Fil (Files) Entity¶
The Fil entity represents file attachments in the Danish parliamentary system, providing direct access to downloadable documents such as PDFs, Word documents, and other file formats. Files are linked to their parent documents and can be downloaded directly without authentication.
Overview¶
- Entity Name:
Fil - Endpoint:
https://oda.ft.dk/api/Fil - Primary Key:
id(Int32) - Purpose: File attachments for parliamentary documents
- File Hosting: Files stored on
www.ft.dkdomain - Access: Direct download without authentication required
Field Reference¶
Core Identification Fields¶
| Field | Type | Description | Example |
|---|---|---|---|
id |
Int32 | Primary key, unique file identifier | 158 |
dokumentid |
Int32 | Foreign key to parent document | 11432 |
titel |
String | File title/name (often includes extension) | "Evaluering af lov om friplejeboliger_endelig vers.pdf" |
File Access Fields¶
| Field | Type | Description | Example |
|---|---|---|---|
filurl |
String | Direct download URL hosted on www.ft.dk | "https://www.ft.dk/samling/20131/almdel/BYB/bilag/89/1396405.pdf" |
format |
String | File format type | "PDF", "DOCX" |
Temporal Fields¶
| Field | Type | Description | Example |
|---|---|---|---|
opdateringsdato |
DateTime | Last update timestamp | "2020-02-25T10:46:59.49" |
File Format Support¶
The API supports multiple file formats commonly used in parliamentary documentation:
| Format | Description | Common Use |
|---|---|---|
| Portable Document Format | Official documents, reports, legislation | |
| DOCX | Microsoft Word Document | Draft documents, working papers |
Format Accuracy
The format field in the API may not always match the actual file type. Some DOCX files may have PDF URLs or vice versa. Always verify the actual file format when processing downloads.
Common Query Examples¶
Basic File Queries¶
# Get latest 5 files
curl "https://oda.ft.dk/api/Fil?%24top=5&%24orderby=opdateringsdato%20desc"
# Get specific file by ID
curl "https://oda.ft.dk/api/Fil(158)"
# Count total files
curl "https://oda.ft.dk/api/Fil?%24inlinecount=allpages&%24top=1"
Filter by Format¶
# Get all PDF files
curl "https://oda.ft.dk/api/Fil?%24filter=format%20eq%20'PDF'&%24top=10"
# Get all Word documents
curl "https://oda.ft.dk/api/Fil?%24filter=format%20eq%20'DOCX'&%24top=10"
# Files updated recently
curl "https://oda.ft.dk/api/Fil?%24filter=opdateringsdato%20gt%20datetime'2020-01-01T00:00:00'&%24top=10"
Search by Title¶
# Find files with specific keywords in title
curl "https://oda.ft.dk/api/Fil?%24filter=substringof('budget',titel)&%24top=5"

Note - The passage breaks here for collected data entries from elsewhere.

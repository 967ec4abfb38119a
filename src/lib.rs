//! Stratum - layered knowledge compaction for query optimization pipelines
//!
//! Stratum records optimization outcomes in an append-only log and compacts
//! them, stage by stage, into findings, patterns and finally engine
//! profiles with gold examples. The query path serves the latest committed
//! knowledge for an engine from an in-memory snapshot cache.

pub mod audit;
pub mod cli;
pub mod compaction;
pub mod config;
pub mod core;
pub mod error;
pub mod retrieval;
pub mod service;
pub mod storage;
pub mod util;

pub use audit::{AuditEvent, AuditEventType, AuditLog, AuditSink, AuditSummary};
pub use compaction::{CompactionEngine, CycleReport, HeuristicOracle, Oracle, StageOutcome};
pub use config::Config;
pub use core::{
    FeatureVector, FeatureVocabulary, GoldExample, KnowledgeEntry, KnowledgeSnapshot,
    KnowledgeVersion, Outcome, OutcomeKey, StreamId,
};
pub use error::{QueryError, Result, StratumError};
pub use retrieval::{rank, score, ScoredExample};
pub use service::{
    FallbackContext, IngestService, KnowledgeClient, KnowledgeQuery, KnowledgeResponse,
    QueryService, SnapshotCache,
};
pub use storage::{FileOutcomeStore, LayerStore, MemoryOutcomeStore, OutcomeStore};

// CLI commands
pub use cli::{
    CompactCommand, DeadLettersCommand, IngestCommand, QueryCommand, RetentionCommand,
    RuleCommand, StatusCommand,
};
/// Turn proposed findings into Layer-2 records and advance the cursor.
pub fn apply_extraction(
    state: &mut LayerState,
    stream: &StreamId,
    batch: &OutcomeBatch,
    output: ExtractOutput,
    now: DateTime<Utc>,
) -> Result<Applied> {
    let by_key: HashMap<OutcomeKey, &StoredOutcome> = batch
        .records
        .iter()
        .map(|r| (r.outcome.key(), r))
        .collect();

    let mut produced = 0;
    for proposal in output.findings {
        let mut keys: Vec<OutcomeKey> = Vec::new();
        for key in proposal.outcome_keys {
            if !keys.contains(&key) {
                keys.push(key);
            }
        }
        let records: Vec<&StoredOutcome> = keys.iter().filter_map(|k| by_key.get(k).copied()).collect();
        let Some(first) = records.first() else {
            continue;
        };

        let best_speedup = records
            .iter()
            .filter_map(|r| r.outcome.speedup)
            .fold(None, |acc: Option<f64>, s| Some(acc.map_or(s, |a| a.max(s))));

        let finding = Finding {
            id: String::new(),
            engine: stream.engine.clone(),
            benchmark: stream.benchmark.clone(),
            seq: 0,
            query_ids: records.iter().map(|r| r.outcome.query_id.clone()).collect(),
            observation: proposal.observation,
            transform: proposal.transform.or_else(|| first.outcome.transform.clone()),
            conditions: proposal
                .conditions
                .unwrap_or_else(|| first.outcome.conditions.clone()),
            best_speedup,
            win: records.iter().any(|r| r.outcome.is_validated_win()),
            superseded_by: None,
            created_at: now,
            outcome_keys: keys,
        };
        let keys = finding.outcome_keys.clone();
        let id = state.insert_finding(finding);
        let superseded = state.supersede_covering(&keys, &id);
        if !superseded.is_empty() {
            tracing::debug!(finding = %id, superseded = ?superseded, "re-extraction superseded findings");
        }
        produced += 1;
    }

    state.advance_cursor(Transition::Extract, stream, batch.to, now)?;

    let audit = batch
        .abandoned
        .iter()
        .map(|key| AuditEventType::pending_abandoned(stream, key.clone()))
        .collect();

    Ok(Applied {
        cursor: batch.to,
        produced,
        audit,
    })
}

// =============================================================================
// Mining
// =============================================================================

/// Typed parse plus field checks for mining output.
///
/// Patterns may only cite findings the oracle was shown.
pub fn parse_mining(value: Value, known_findings: &HashSet<String>) -> Result<MineOutput> {
    let output: MineOutput = serde_json::from_value(value)?;
    for (i, pattern) in output.patterns.iter().enumerate() {
        let field = format!("patterns[{}]", i);
        if pattern.mechanism.trim().is_empty() {
            return Err(StratumError::validation(field, "mechanism is empty"));
        }
        if pattern.finding_ids.is_empty() {
            return Err(StratumError::validation(field, "cites no finding"));
        }
        if let Some(id) = pattern.finding_ids.iter().find(|id| !known_findings.contains(*id)) {
            return Err(StratumError::validation(
                field,
                format!("unknown finding '{}'", id),
            ));
        }
    }
    Ok(output)
}

/// Recompute a pattern's span and counts from its active cited findings.
fn recount(pattern: &mut Pattern, state: &LayerState) {
    let cited: Vec<&Finding> = pattern
        .finding_ids
        .iter()
        .filter_map(|id| state.findings.get(id))
        .filter(|f| f.is_active())
        .collect();
    pattern.query_ids = cited.iter().flat_map(|f| f.query_ids.iter().cloned()).collect();
    pattern.observations = cited.len() as u32;
    pattern.wins = cited.iter().filter(|f| f.win).count() as u32;
    pattern.success_rate = if pattern.observations > 0 {
        f64::from(pattern.wins) / f64::from(pattern.observations)
    } else {
        0.0
    };
}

# Search for evaluation reports
curl "https://oda.ft.dk/api/Fil?%24filter=substringof('evaluering',titel)&%24top=5"
# Find PDF files by title
curl "https://oda.ft.dk/api/Fil?%24filter=substringof('pdf',titel)%20and%20format%20eq%20'PDF'&%24top=5"
Field Selection for Performance¶
# Only essential fields for file listings
curl "https://oda.ft.dk/api/Fil?%24select=id,titel,format,filurl&%24top=20"
# Get just download URLs
curl "https://oda.ft.dk/api/Fil?%24select=filurl&%24top=10"
# File metadata without URLs
curl "https://oda.ft.dk/api/Fil?%24select=titel,format,opdateringsdato&%24top=10"
Relationship Expansion¶
Document Integration¶
# Files with parent document information
curl "https://oda.ft.dk/api/Fil?%24expand=Dokument&%24top=3"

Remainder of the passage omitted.